Comme la biodiversité, la géodiversité fait l’objet d’inventaires : en France, le recollement de ses éléments fait partie des tâches du Conseil National du Patrimoine Naturel, le CNPN, qui le délègue aux Conseils Scientifiques Régionaux, les CSRPN, et à leurs émanations, les Comités Régionaux du Patrimoine Géologique, CRPG. Le tout fonctionne sous l’égide de notre Muséum National d’Histoire Naturelle, MNHN, noble institution basée à Paris et qui a gardé le nom ancien des sciences de la nature, du vivant comme du minéral…
Ainsi se perpétue la notion du déroulement dans le temps – donc de l’histoire – d’une évolution qui ne concerne pas que le vivant !
Quand on examine une construction humaine, on constate que, jusqu’à une époque récente, ce sont surtout les matériaux bruts, le bois et les roches, qui ont été utilisés. Il est rare que le premier supporte longtemps les outrages du temps : un puits d’eau salée du Néolithique a quand même livré des étais en bois dans le réserve géologique de haute Provence (RNNGHP). En général, la pierre résiste mieux, suivant sa nature, comme le montrent les dolmens, les menhirs et autres mégalithes (Fig.2). Le plus souvent, elle témoigne d’un lieu d’extraction proche (Fig. 3 page suivante) mais il advient, depuis la plus haute antiquité, qu’elle ait fait l’objet d’un transport lointain qui nous indique l’intérêt que nos anciens portaient et au matériau (marbre de Carrare) et (ou) à l’objet de leur travail (statuaire antique, cathédrale de Maguelone, tombeau du Maréchal de Saxe…).

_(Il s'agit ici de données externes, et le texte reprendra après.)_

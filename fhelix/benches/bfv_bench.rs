use criterion::{criterion_group, criterion_main, Criterion};
use fhelix::bfv::{
	BatchEncoder, BfvParametersBuilder, Encryptor, Evaluator, KeyGenerator,
};

fn bfv_bench(c: &mut Criterion) {
	let params = BfvParametersBuilder::new()
		.log_n(12)
		.plaintext_modulus(65537)
		.moduli_sizes(&[54, 54, 54])
		.build()
		.unwrap();
	let mut keygen = KeyGenerator::new(&params);
	let sk = keygen.gen_secret_key();
	let rlk = keygen.gen_relinearization_key(&sk, 2);
	let encoder = BatchEncoder::new(&params).unwrap();
	let encryptor = Encryptor::new(&params, &sk);
	let mut evaluator = Evaluator::new(&params).unwrap();

	let values: Vec<u64> = (0..4096u64).map(|i| i % 65537).collect();
	let ct = encryptor.encrypt(&encoder.encode(&values).unwrap()).unwrap();

	c.bench_function("bfv/add", |b| {
		b.iter(|| evaluator.add(&ct, &ct).unwrap())
	});
	c.bench_function("bfv/mul", |b| {
		b.iter(|| evaluator.mul(&ct, &ct).unwrap())
	});
	let prod = evaluator.mul(&ct, &ct).unwrap();
	c.bench_function("bfv/relinearize", |b| {
		b.iter(|| evaluator.relinearize(&prod, &rlk).unwrap())
	});
}

criterion_group!(benches, bfv_bench);
criterion_main!(benches);
use std::sync::Arc;

use fhelix_ring::{Poly, Ring, GALOIS_GEN};
use num_bigint::BigUint;
use num_traits::ToPrimitive;

use crate::{Error, Result};

use super::element::Plaintext;
use super::parameters::BfvParameters;

/// Packs vectors of integers mod t into the SIMD slots of a BFV plaintext.
///
/// Batching requires t to be an NTT-friendly prime (t = 1 mod 2n). Slots
/// follow the Galois-generator order, so the evaluator's column rotations
/// shift the two rows cyclically and the row swap exchanges them.
pub struct BatchEncoder {
	params: Arc<BfvParameters>,
	ring_t: Arc<Ring>,
	/// Slot index -> coefficient index of the plaintext NTT.
	index_map: Vec<usize>,
}

impl BatchEncoder {
	pub fn new(params: &Arc<BfvParameters>) -> Result<Self> {
		let ring_t = params
			.ring_t
			.clone()
			.ok_or_else(|| Error::InvalidParameters(format!(
				"plaintext modulus {} does not support batching",
				params.t
			)))?;

		let n = params.n;
		let log_n = params.log_n as u32;
		let two_n = params.two_n();
		let row = n >> 1;
		let mut index_map = vec![0usize; n];
		let mut pos = 1u64;
		for i in 0..row {
			let index1 = ((pos - 1) >> 1) as usize;
			let index2 = ((two_n - pos - 1) >> 1) as usize;
			index_map[i] = (index1.reverse_bits()) >> (usize::BITS - log_n);
			index_map[i | row] = (index2.reverse_bits()) >> (usize::BITS - log_n);
			pos = pos * GALOIS_GEN % two_n;
		}

		Ok(BatchEncoder {
			params: params.clone(),
			ring_t,
			index_map,
		})
	}

	/// Number of slots: the full ring degree, as two rows of n/2.
	pub fn slots(&self) -> usize {
		self.params.n
	}

	/// Encodes up to n values mod t, padding with zeros, and scales the
	/// message up into R_Q.
	pub fn encode(&self, values: &[u64]) -> Result<Plaintext> {
		if values.len() > self.params.n {
			return Err(Error::InvalidParameters(format!(
				"cannot encode {} values into {} slots",
				values.len(),
				self.params.n
			)));
		}

		let t_mod = &self.ring_t.moduli()[0];
		let mut m = Poly::new(1, self.params.n);
		for (i, v) in values.iter().enumerate() {
			m.coeffs[0][self.index_map[i]] = t_mod.reduce(*v);
		}
		self.ring_t.inv_ntt_inplace(&mut m);

		// floor(Q * m / t) mod q_j = (-t^-1 mod q_j) * ((Q mod t) * m mod t).
		let ring_q = &self.params.ring_q;
		let mut poly = ring_q.new_poly();
		for k in 0..self.params.n {
			let r = t_mod.mul(m.coeffs[0][k], self.params.q_mod_t);
			for (j, qm) in ring_q.moduli().iter().enumerate() {
				poly.coeffs[j][k] = qm.mul(self.params.delta_mod_q[j], r);
			}
		}

		Ok(Plaintext::from_poly(&self.params, poly))
	}

	/// Decodes a plaintext back to its slot values: rounds t/Q times the
	/// coefficients, then evaluates the plaintext NTT.
	pub fn decode(&self, pt: &Plaintext) -> Result<Vec<u64>> {
		let ring_q = &self.params.ring_q;
		let q = ring_q.modulus_big();
		let q_half = q >> 1u32;
		let t = self.params.t;

		let lifted = ring_q.reconstruct(ring_q.max_level(), pt.poly());
		let mut m = Poly::new(1, self.params.n);
		for (k, v) in lifted.iter().enumerate() {
			// Round(t * v / Q) mod t; the final reduction absorbs the wrap
			// of noisy encodings of zero.
			let scaled: BigUint = (v * t + &q_half) / q;
			m.coeffs[0][k] = (&scaled % t).to_u64().unwrap();
		}
		self.ring_t.ntt_inplace(&mut m);

		Ok((0..self.params.n).map(|i| m.coeffs[0][self.index_map[i]]).collect())
	}
}

#[cfg(test)]
mod tests {
	use super::*;
	use crate::bfv::parameters::BfvParametersBuilder;

	#[test]
	fn encode_decode_round_trip() {
		let params = BfvParametersBuilder::new()
			.log_n(5)
			.plaintext_modulus(65537)
			.moduli_sizes(&[50, 50])
			.build()
			.unwrap();
		let encoder = BatchEncoder::new(&params).unwrap();

		let values: Vec<u64> = (0..32u64).map(|i| i * i % 65537).collect();
		let pt = encoder.encode(&values).unwrap();
		assert_eq!(encoder.decode(&pt).unwrap(), values);
	}

	#[test]
	fn short_vectors_are_padded() {
		let params = BfvParametersBuilder::new()
			.log_n(5)
			.plaintext_modulus(65537)
			.moduli_sizes(&[50])
			.build()
			.unwrap();
		let encoder = BatchEncoder::new(&params).unwrap();
		let pt = encoder.encode(&[7, 11]).unwrap();
		let decoded = encoder.decode(&pt).unwrap();
		assert_eq!(decoded[0], 7);
		assert_eq!(decoded[1], 11);
		assert!(decoded[2..].iter().all(|&v| v == 0));
	}
}
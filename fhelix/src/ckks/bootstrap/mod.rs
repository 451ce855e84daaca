//! CKKS bootstrapping: ModRaise, SubSum, CoeffsToSlots, the approximate
//! modular reduction, and SlotsToCoeffs.

mod bootstrapper;
mod parameters;
mod precomp;

pub use bootstrapper::{Bootstrapper, BootstrappingKey};
pub use parameters::{BootstrappingParameters, EncodingMatrixParameters, EvalModParameters, SineType};
pub use precomp::Precomputation;

#[cfg(test)]
mod tests {
	use std::sync::Arc;

	use num_complex::Complex64;

	use crate::ckks::{
		CkksParameters, CkksParametersBuilder, Decryptor, Encoder, Encryptor, KeyGenerator,
	};

	use super::*;

	fn btp_params_sin(max_level: usize) -> BootstrappingParameters {
		// Sin, no double angle: eval_mod depth 4 for degree 3.
		BootstrappingParameters {
			coeffs_to_slots: EncodingMatrixParameters {
				level_start: max_level,
				depth: 2,
				max_n1n2_ratio: 16.0,
			},
			eval_mod: EvalModParameters {
				level_start: max_level - 2,
				sine_type: SineType::Sin,
				k: 8,
				sine_degree: 3,
				double_angle: 0,
				arcsine_degree: 0,
				message_ratio: 256.0,
				scaling_factor: (1u64 << 45) as f64,
			},
			slots_to_coeffs: EncodingMatrixParameters {
				level_start: max_level - 6,
				depth: 2,
				max_n1n2_ratio: 16.0,
			},
			main_secret_density: 8,
			ephemeral_secret_density: 8,
		}
	}

	fn full_packing_params() -> Arc<CkksParameters> {
		CkksParametersBuilder::new()
			.log_n(5)
			.log_slots(4)
			.moduli_sizes(&[55, 45, 45, 45, 45, 45, 45, 45, 45, 45, 45, 45, 45])
			.default_scale((1u64 << 40) as f64)
			.build()
			.unwrap()
	}

	#[test]
	fn check_keys_reports_missing_rotations() {
		let params = full_packing_params();
		let btp = btp_params_sin(params.max_level());
		let encoder = Encoder::new(&params);
		let precomp = Arc::new(Precomputation::new(&params, &btp, &encoder).unwrap());

		let mut keygen = KeyGenerator::from_seed(&params, 11);
		let sk = keygen.gen_secret_key_sparse(8);
		let relin = keygen.gen_relinearization_key(&sk);

		// Withhold one required rotation.
		let required = precomp.required_rotations().to_vec();
		assert!(!required.is_empty());
		let withheld = required[required.len() - 1];
		let partial: Vec<usize> = required.iter().copied().filter(|&r| r != withheld).collect();
		let rotations = keygen.gen_rotation_keys(&sk, &partial, true);

		let err = Bootstrapper::new(
			&precomp,
			BootstrappingKey {
				relin: relin.clone(),
				rotations,
			},
		)
		.err()
		.unwrap();
		assert_eq!(err, crate::Error::MissingRotationKey(withheld));

		// And a missing conjugation key.
		let rotations = keygen.gen_rotation_keys(&sk, &required, false);
		let err = Bootstrapper::new(&precomp, BootstrappingKey { relin, rotations })
			.err()
			.unwrap();
		assert_eq!(err, crate::Error::MissingConjugationKey);
	}

	#[test]
	fn coeffs_to_slots_then_back_is_identity() {
		// With the modular reduction skipped, the two DFT stages compose to
		// the identity scaled by prescale / (sc_fac * default_scale).
		let params = full_packing_params();
		let btp = btp_params_sin(params.max_level());
		let encoder = Encoder::new(&params);
		let precomp = Arc::new(Precomputation::new(&params, &btp, &encoder).unwrap());

		let mut keygen = KeyGenerator::from_seed(&params, 12);
		let sk = keygen.gen_secret_key_sparse(8);
		let relin = keygen.gen_relinearization_key(&sk);
		let rotations = keygen.gen_rotation_keys(&sk, precomp.required_rotations(), true);
		let mut btp_instance =
			Bootstrapper::new(&precomp, BootstrappingKey { relin, rotations }).unwrap();

		let encryptor = Encryptor::new(&params, &sk);
		let decryptor = Decryptor::new(&params, &sk);

		let values: Vec<Complex64> = (0..16)
			.map(|i| Complex64::new((i as f64 - 8.0) / 10.0, (i as f64) / 20.0))
			.collect();
		let pt = encoder.encode(&values, params.max_level(), params.default_scale()).unwrap();
		let ct = encryptor.encrypt(&pt).unwrap();

		let (t0, t1) = btp_instance.coeffs_to_slots(&ct).unwrap();
		assert!(t1.is_some());
		let out = btp_instance.slots_to_coeffs(t0, t1).unwrap();

		let factor = precomp.prescale / (precomp.sc_fac() * params.default_scale());
		let decoded = encoder.decode(&decryptor.decrypt(&out));
		for (v, d) in values.iter().zip(&decoded) {
			let normalized = d / factor;
			assert!(
				(normalized - v).norm() < 1e-2,
				"{normalized} vs {v} (factor {factor})"
			);
		}
	}

	#[test]
	fn bootstrap_refreshes_exhausted_ciphertext() {
		// Sparse packing, repack path: 8 slots in a 256-degree ring.
		let mut sizes = vec![55usize];
		sizes.extend(std::iter::repeat(45).take(16));
		let params = CkksParametersBuilder::new()
			.log_n(8)
			.log_slots(3)
			.moduli_sizes(&sizes)
			.default_scale((1u64 << 40) as f64)
			.build()
			.unwrap();
		let max_level = params.max_level();

		let btp = BootstrappingParameters {
			coeffs_to_slots: EncodingMatrixParameters {
				level_start: max_level,
				depth: 2,
				max_n1n2_ratio: 16.0,
			},
			eval_mod: EvalModParameters {
				level_start: max_level - 2,
				sine_type: SineType::Cos,
				k: 8,
				sine_degree: 24,
				double_angle: 1,
				arcsine_degree: 0,
				message_ratio: 256.0,
				scaling_factor: (1u64 << 45) as f64,
			},
			slots_to_coeffs: EncodingMatrixParameters {
				level_start: max_level - 2 - 10,
				depth: 2,
				max_n1n2_ratio: 16.0,
			},
			main_secret_density: 8,
			ephemeral_secret_density: 8,
		};
		assert_eq!(btp.eval_mod_depth(), 10);

		let encoder = Encoder::new(&params);
		let precomp = Arc::new(Precomputation::new(&params, &btp, &encoder).unwrap());

		let mut keygen = KeyGenerator::from_seed(&params, 13);
		let sk = keygen.gen_secret_key_sparse(btp.main_secret_density);
		let relin = keygen.gen_relinearization_key(&sk);
		let rotations = keygen.gen_rotation_keys(&sk, precomp.required_rotations(), true);
		let mut bootstrapper =
			Bootstrapper::new(&precomp, BootstrappingKey { relin, rotations }).unwrap();

		let encryptor = Encryptor::new(&params, &sk);
		let decryptor = Decryptor::new(&params, &sk);

		let values: Vec<f64> = (0..8).map(|i| 0.35 * ((i as f64) - 3.5) / 3.5).collect();
		let pt = encoder.encode_f64(&values, 0, params.default_scale()).unwrap();
		let ct = encryptor.encrypt(&pt).unwrap();
		assert_eq!(ct.level(), 0);

		let refreshed = bootstrapper.bootstrap(&ct).unwrap();
		assert!(refreshed.level() >= 2);

		let decoded = encoder.decode(&decryptor.decrypt(&refreshed));
		for (v, d) in values.iter().zip(&decoded) {
			assert!(
				(d.re - v).abs() < 1e-2 && d.im.abs() < 1e-2,
				"{} vs {v}",
				d.re
			);
		}
	}

	#[test]
	fn shallow_copies_share_keys() {
		let params = full_packing_params();
		let btp = btp_params_sin(params.max_level());
		let encoder = Encoder::new(&params);
		let precomp = Arc::new(Precomputation::new(&params, &btp, &encoder).unwrap());

		let mut keygen = KeyGenerator::from_seed(&params, 14);
		let sk = keygen.gen_secret_key_sparse(8);
		let relin = keygen.gen_relinearization_key(&sk);
		let rotations = keygen.gen_rotation_keys(&sk, precomp.required_rotations(), true);
		let bootstrapper =
			Bootstrapper::new(&precomp, BootstrappingKey { relin, rotations }).unwrap();
		let copy = bootstrapper.shallow_copy();
		assert!(Arc::ptr_eq(copy.precomputation(), bootstrapper.precomputation()));
	}
}
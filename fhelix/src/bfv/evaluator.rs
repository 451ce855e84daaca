use std::sync::Arc;

use fhelix_ring::{BasisExtender, Decomposer, Poly, Ring, GALOIS_GEN};
use num_bigint::BigUint;
use tracing::trace;

use crate::keys::{RelinearizationKey, RotationKeySet, SwitchingKey};
use crate::keyswitch::{key_switch_accumulate, KeySwitchPools};
use crate::{Error, Result};

use super::element::{Ciphertext, Operand};
use super::parameters::{BfvParameters, ScaleRoundPolicy};

/// Tensor pools hold one slot per output polynomial, bounding the degree
/// sum a multiplication can produce.
const TENSOR_SLOTS: usize = 6;

/// The BFV evaluator: element-wise ciphertext algebra, the tensor-and-round
/// multiplication engine, key switching, relinearization, and slot
/// rotations.
///
/// An evaluator owns its scratch polynomials and must not be shared between
/// threads; [`Evaluator::shallow_copy`] yields an instance with fresh pools
/// that shares all parameters, tables and keys.
pub struct Evaluator {
	params: Arc<BfvParameters>,
	extender_qmul: BasisExtender,
	extender_p: BasisExtender,
	decomposer: Decomposer,
	/// floor(Q'/2), the centering offset of the scale-and-round.
	qmul_half: BigUint,

	pool_q: [Poly; 2],
	ks_pools: KeySwitchPools,
	// Tensor scratch: operand images, Montgomery copies and accumulators,
	// each in basis Q and in the auxiliary basis Q'.
	pool_a_q: Vec<Poly>,
	pool_a_qm: Vec<Poly>,
	pool_b_q: Vec<Poly>,
	pool_b_qm: Vec<Poly>,
	pool_c_q: Vec<Poly>,
	pool_c_qm: Vec<Poly>,
	pool_m_q: Vec<Poly>,
	pool_m_qm: Vec<Poly>,
}
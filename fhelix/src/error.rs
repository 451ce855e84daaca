/// A type representing all errors that can occur in fhelix.
#[derive(Debug, Clone, PartialEq, thiserror::Error)]
pub enum Error {
	/// Operand degrees are incompatible with the operation.
	#[error("receiver degree {got} is smaller than the required degree {required}")]
	DegreeTooSmall {
		/// Degree the operation needs.
		required: usize,
		/// Degree the receiver has.
		got: usize,
	},

	/// Both sides of a binary operation are plaintexts.
	#[error("at least one operand must be a ciphertext")]
	PlaintextOnlyOperands,

	/// An operation requires canonical degree-1 ciphertexts.
	#[error("operation requires degree-1 ciphertexts, got degree {0}")]
	NotCanonicalDegree(usize),

	/// Operand levels differ.
	#[error("operand levels {0} and {1} do not match")]
	LevelMismatch(usize, usize),

	/// Operand scales differ beyond tolerance.
	#[error("operand scales {0} and {1} do not match")]
	ScaleMismatch(f64, f64),

	/// A ciphertext has no levels left for the operation.
	#[error("not enough levels left (level {0})")]
	LevelExhausted(usize),

	/// The requested rotation has no switching key and cannot be reached
	/// through power-of-two rotations.
	#[error("no rotation key for shift {0}")]
	MissingRotationKey(usize),

	/// The relinearization key covers fewer degrees than the ciphertext.
	#[error("relinearization key supports degree {supported}, ciphertext has degree {got}")]
	MissingRelinearizationKey {
		/// Largest degree the key can reduce.
		supported: usize,
		/// Degree of the ciphertext.
		got: usize,
	},

	/// The conjugation (row-swap) key is absent.
	#[error("no conjugation key")]
	MissingConjugationKey,

	/// A switching key has the wrong number of gadget blocks.
	#[error("switching key has {got} gadget blocks, expected {expected}")]
	SwitchingKeyMismatch {
		/// Blocks the parameters call for.
		expected: usize,
		/// Blocks the key carries.
		got: usize,
	},

	/// Construction-time parameter inconsistency.
	#[error("invalid parameters: {0}")]
	InvalidParameters(String),

	/// Serialized bytes are malformed.
	#[error("invalid encoding: {0}")]
	InvalidEncoding(&'static str),

	/// Error bubbled up from the ring layer.
	#[error(transparent)]
	Ring(#[from] fhelix_ring::Error),
}

/// The result type for fhelix operations.
pub type Result<T> = std::result::Result<T, Error>;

Dans notre haute Occitanie, ces quelques considérations s’appliquent au patrimoine bâti comme aux objets remarquables que sont les mégalithes, les statues ou, depuis l’aube de la Chrétienté, des croix, jalons dispersés dans la nature, le long des axes de cheminement. Prenons le grès du Permien, le rougier régional, la ruffe… La cité de Villecomtal est bâtie sur lui et avec lui comme le pont (Fig. 4) et les vieilles maisons d’Espalion. On le retrouve aux alentours immédiats de ses rares affleurements de Lozère dans de vieilles maisons de Lescure (Fig. 5 et 6) ou de la Canourgue. Mais, pour rester sur ce nord des Causses, il a été transporté pour des constructions plus prestigieuses comme l’église de Saint-Pierre de Nogaret ou le château de Nogaret dont il ne reste rien, sinon des pierres taillées en remplois dans le hameau (Fig. 7). Le grès était alors réservé aux cadres de portes ou de fenêtres car il se prête bien à la taille. Pour le même usage mais dans un registre sombre, on utilisait la vaugnérite en Margeride (Froid Viala, Fig. 8) et la fraidronite en Cévennes (Notre-Dame de Valfrancesque (Fig. 9), cadres de fenêtres de la Patache à Saint-Roman de Tousques). Ces deux roches filoniennes, proches du granite, se taillent beaucoup mieux que celui-ci. À remarquer aussi la non-utilisation de roches présentes mais difficiles à mettre en œuvre à certaines époques comme le basalte dans l’art roman (Fig. 10 et 11).